あれからなにが変わったのか、神戸からの報告

97.3.2 95.2.28を境に、それまで毎日書き続けていた神戸からの報告が一旦途絶えている。3.1は長女の中学入試で、その時一緒に入学した生徒たちは、中学3年になろうとしている。私には書く資格があるのかどうか、そんなことを考えながら中断していたのだが、あちこちから再開を求めるメールをいただき、そして3.8に復活することにし、それからあとはとびとびではあるが、とにかく書き続けるという目的を遂行するためにのみ、書き続けていると言い切ってもよいだろう。

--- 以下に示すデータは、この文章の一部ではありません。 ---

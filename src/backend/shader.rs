// Shader module loading
//
// Vulkan consumes SPIR-V words. The binaries are produced by build.rs (glslc)
// and read from disk at startup.

use anyhow::{Context, Result};
use ash::vk;
use std::io::Cursor;
use std::path::Path;

use super::GraphicsDevice;

/// Decode SPIR-V bytes into native-endian words.
///
/// Byte order follows the magic number; the length must be a multiple of 4.
pub fn parse_spirv(bytes: &[u8]) -> Result<Vec<u32>> {
    ash::util::read_spv(&mut Cursor::new(bytes)).context("Invalid SPIR-V")
}

pub fn load_spirv<P: AsRef<Path>>(path: P) -> Result<Vec<u32>> {
    let path = path.as_ref();
    let bytes = std::fs::read(path).with_context(|| {
        format!(
            "Failed to read shader {:?} (compile shaders/ with glslc first)",
            path
        )
    })?;
    parse_spirv(&bytes).with_context(|| format!("Failed to decode shader {:?}", path))
}

pub fn create_shader_module(device: &GraphicsDevice, code: &[u32]) -> Result<vk::ShaderModule> {
    let create_info = vk::ShaderModuleCreateInfo::default().code(code);

    let module = unsafe { device.device.create_shader_module(&create_info, None) }
        .context("Failed to create shader module")?;

    log::info!("Shader created ({} words)", code.len());
    Ok(module)
}

/// Read a .spv file and turn it into a shader module
pub fn load_shader<P: AsRef<Path>>(device: &GraphicsDevice, path: P) -> Result<vk::ShaderModule> {
    let code = load_spirv(&path)?;
    create_shader_module(device, &code)
}

#[cfg(test)]
mod tests {
    use super::*;

    const SPIRV_MAGIC: u32 = 0x0723_0203;

    fn words_to_bytes(words: &[u32]) -> Vec<u8> {
        words.iter().flat_map(|w| w.to_le_bytes()).collect()
    }

    #[test]
    fn decodes_little_endian_words() {
        let bytes = words_to_bytes(&[SPIRV_MAGIC, 0x0001_0000, 7, 0]);
        let words = parse_spirv(&bytes).unwrap();
        assert_eq!(words, vec![SPIRV_MAGIC, 0x0001_0000, 7, 0]);
    }

    #[test]
    fn decodes_big_endian_words() {
        let words = [SPIRV_MAGIC, 0x0001_0000, 7, 0];
        let bytes: Vec<u8> = words.iter().flat_map(|w| w.to_be_bytes()).collect();
        assert_eq!(parse_spirv(&bytes).unwrap(), words);
    }

    #[test]
    fn rejects_missing_magic() {
        let bytes = words_to_bytes(&[0xdead_beef, 0x0001_0000]);
        assert!(parse_spirv(&bytes).is_err());
    }

    #[test]
    fn rejects_truncated_input() {
        let mut bytes = words_to_bytes(&[SPIRV_MAGIC, 1]);
        bytes.pop();
        assert!(parse_spirv(&bytes).is_err());
    }

    #[test]
    fn missing_file_mentions_path() {
        let dir = tempfile::tempdir().unwrap();
        let path = dir.path().join("quad.vert.spv");
        let err = load_spirv(&path).unwrap_err();
        assert!(format!("{:#}", err).contains("quad.vert.spv"));
    }
}
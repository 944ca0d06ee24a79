// Synchronization primitives
//
// One FrameSync per back buffer slot. Render-finished semaphores belong to
// swapchain images instead: presentation holds them until the image comes
// back, which a per-slot fence cannot observe.

use anyhow::{Context, Result};
use ash::vk;

use super::GraphicsDevice;

/// Frame synchronization - one per frame in flight
pub struct FrameSync {
    /// Signaled by acquire, waited on by the frame's submit
    pub image_available: vk::Semaphore,
    /// Signaled when the frame's submit retires
    pub in_flight: vk::Fence,
}

impl FrameSync {
    pub fn new(device: &GraphicsDevice) -> Result<Self> {
        let image_available = create_semaphore(device)?;
        // Start signaled so the first wait returns immediately
        let in_flight = match create_fence(device, true) {
            Ok(fence) => fence,
            Err(e) => {
                unsafe { device.device.destroy_semaphore(image_available, None) };
                return Err(e);
            }
        };

        Ok(Self {
            image_available,
            in_flight,
        })
    }

    pub fn destroy(&self, device: &ash::Device) {
        unsafe {
            device.destroy_semaphore(self.image_available, None);
            device.destroy_fence(self.in_flight, None);
        }
    }
}

pub fn create_semaphore(device: &GraphicsDevice) -> Result<vk::Semaphore> {
    let semaphore_info = vk::SemaphoreCreateInfo::default();
    unsafe { device.device.create_semaphore(&semaphore_info, None) }
        .context("Failed to create semaphore")
}

pub fn create_fence(device: &GraphicsDevice, signaled: bool) -> Result<vk::Fence> {
    let flags = if signaled {
        vk::FenceCreateFlags::SIGNALED
    } else {
        vk::FenceCreateFlags::empty()
    };
    let fence_info = vk::FenceCreateInfo::default().flags(flags);
    let fence = unsafe { device.device.create_fence(&fence_info, None) }
        .context("Failed to create fence")?;

    log::debug!("Fence created (signaled: {})", signaled);
    Ok(fence)
}

/// Round-robin index over the frame slots
#[derive(Debug, Clone, Copy)]
pub struct FrameRing {
    current: usize,
    len: usize,
}

impl FrameRing {
    pub fn new(len: usize) -> Self {
        assert!(len > 0, "frame ring needs at least one slot");
        Self { current: 0, len }
    }

    pub fn current(&self) -> usize {
        self.current
    }

    pub fn advance(&mut self) {
        self.current = (self.current + 1) % self.len;
    }
}

#[cfg(test)]
mod tests {
    use super::*;

    #[test]
    fn ring_wraps_around() {
        let mut ring = FrameRing::new(2);
        assert_eq!(ring.current(), 0);
        ring.advance();
        assert_eq!(ring.current(), 1);
        ring.advance();
        assert_eq!(ring.current(), 0);
    }

    #[test]
    fn single_slot_ring_stays_put() {
        let mut ring = FrameRing::new(1);
        ring.advance();
        ring.advance();
        assert_eq!(ring.current(), 0);
    }

    #[test]
    #[should_panic(expected = "at least one slot")]
    fn empty_ring_panics() {
        FrameRing::new(0);
    }
}
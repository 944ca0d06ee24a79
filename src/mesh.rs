// =============================================================================
// MESH - The one textured quad
// =============================================================================

use anyhow::Result;
use ash::vk;
use bytemuck::{Pod, Zeroable};
use glam::{Vec2, Vec3};
use std::mem::{offset_of, size_of};

use crate::backend::{GpuBuffer, GraphicsDevice};

/// Interleaved position + texture coordinate
#[repr(C)]
#[derive(Debug, Clone, Copy, PartialEq, Pod, Zeroable)]
pub struct Vertex {
    pub position: Vec3,
    pub uv: Vec2,
}

impl Vertex {
    const fn new(position: [f32; 3], uv: [f32; 2]) -> Self {
        Self {
            position: Vec3::from_array(position),
            uv: Vec2::from_array(uv),
        }
    }
}

/// Full-screen quad in clip space, uv origin top-left
pub const QUAD_VERTICES: [Vertex; 4] = [
    Vertex::new([-1.0, 1.0, 0.0], [0.0, 0.0]),  // upper left
    Vertex::new([1.0, 1.0, 0.0], [1.0, 0.0]),   // upper right
    Vertex::new([1.0, -1.0, 0.0], [1.0, 1.0]),  // bottom right
    Vertex::new([-1.0, -1.0, 0.0], [0.0, 1.0]), // bottom left
];

pub const QUAD_INDICES: [u32; 6] = [0, 1, 2, 2, 3, 0];

/// Binding 0 carries `Vertex`; location 0 = position, location 1 = uv
pub fn vertex_input_descriptions() -> (
    [vk::VertexInputBindingDescription; 1],
    [vk::VertexInputAttributeDescription; 2],
) {
    let binding = vk::VertexInputBindingDescription {
        binding: 0,
        stride: size_of::<Vertex>() as u32,
        input_rate: vk::VertexInputRate::VERTEX,
    };

    let position = vk::VertexInputAttributeDescription {
        location: 0,
        binding: 0,
        format: vk::Format::R32G32B32_SFLOAT,
        offset: offset_of!(Vertex, position) as u32,
    };

    let uv = vk::VertexInputAttributeDescription {
        location: 1,
        binding: 0,
        format: vk::Format::R32G32_SFLOAT,
        offset: offset_of!(Vertex, uv) as u32,
    };

    ([binding], [position, uv])
}

/// Vertex and index buffers for an indexed draw
#[derive(Default)]
pub struct Mesh {
    pub vertex_buffer: GpuBuffer,
    pub index_buffer: GpuBuffer,
    pub index_count: u32,
}

impl Mesh {
    pub fn quad(device: &GraphicsDevice) -> Result<Self> {
        let mut vertex_buffer = GpuBuffer::with_data(
            device,
            "quad vertices",
            vk::BufferUsageFlags::VERTEX_BUFFER,
            &QUAD_VERTICES,
        )?;
        let index_buffer = match GpuBuffer::with_data(
            device,
            "quad indices",
            vk::BufferUsageFlags::INDEX_BUFFER,
            &QUAD_INDICES,
        ) {
            Ok(buffer) => buffer,
            Err(e) => {
                vertex_buffer.destroy(device);
                return Err(e);
            }
        };

        log::info!(
            "Quad mesh uploaded ({} vertices, {} indices)",
            QUAD_VERTICES.len(),
            QUAD_INDICES.len()
        );

        Ok(Self {
            vertex_buffer,
            index_buffer,
            index_count: QUAD_INDICES.len() as u32,
        })
    }

    pub fn destroy(&mut self, device: &GraphicsDevice) {
        self.vertex_buffer.destroy(device);
        self.index_buffer.destroy(device);
    }
}

#[cfg(test)]
mod tests {
    use super::*;

    #[test]
    fn vertex_is_tightly_packed() {
        assert_eq!(size_of::<Vertex>(), 5 * size_of::<f32>());

        let (bindings, attributes) = vertex_input_descriptions();
        assert_eq!(bindings[0].stride, 20);
        assert_eq!(attributes[0].offset, 0);
        assert_eq!(attributes[1].offset, 12);
        assert_eq!(attributes[1].format, vk::Format::R32G32_SFLOAT);
    }

    #[test]
    fn indices_form_two_triangles_over_all_corners() {
        assert_eq!(QUAD_INDICES.len(), 6);
        assert!(QUAD_INDICES.iter().all(|&i| (i as usize) < QUAD_VERTICES.len()));
        for corner in 0..QUAD_VERTICES.len() as u32 {
            assert!(QUAD_INDICES.contains(&corner));
        }
    }

    #[test]
    fn uv_covers_unit_square() {
        let uvs: Vec<Vec2> = QUAD_VERTICES.iter().map(|v| v.uv).collect();
        assert!(uvs.contains(&Vec2::new(0.0, 0.0)));
        assert!(uvs.contains(&Vec2::new(1.0, 1.0)));
        assert!(QUAD_VERTICES
            .iter()
            .all(|v| v.position.x.abs() == 1.0 && v.position.y.abs() == 1.0));
    }

    #[test]
    fn vertices_cast_to_bytes() {
        let bytes: &[u8] = bytemuck::cast_slice(&QUAD_VERTICES);
        assert_eq!(bytes.len(), 80);
    }
}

96.3.2は、送別会が須磨であったらしく、長田近辺を歩いている。それからさらに一年を経た今、歩いても、あれからなんの進展もない空白の場所がたくさんある。昨年歩いたときにも、復興には10年かかるかなと思ったが、その十年の間に住む人の顔ぶれはずいぶんと入れ替わってしまうのだろう。ポートアイランドの二期工事は進み、地下鉄の湾岸線の工事も再開され(耐震構造にするために、当初予想をはるかに越える費用が必要であるらしい)、神戸沖に飛行場まで作ろうとしている。80年頃にも、ポートアイランドを見て、未来の巨大な廃虚を思ったが、その印象は一向に変わらない。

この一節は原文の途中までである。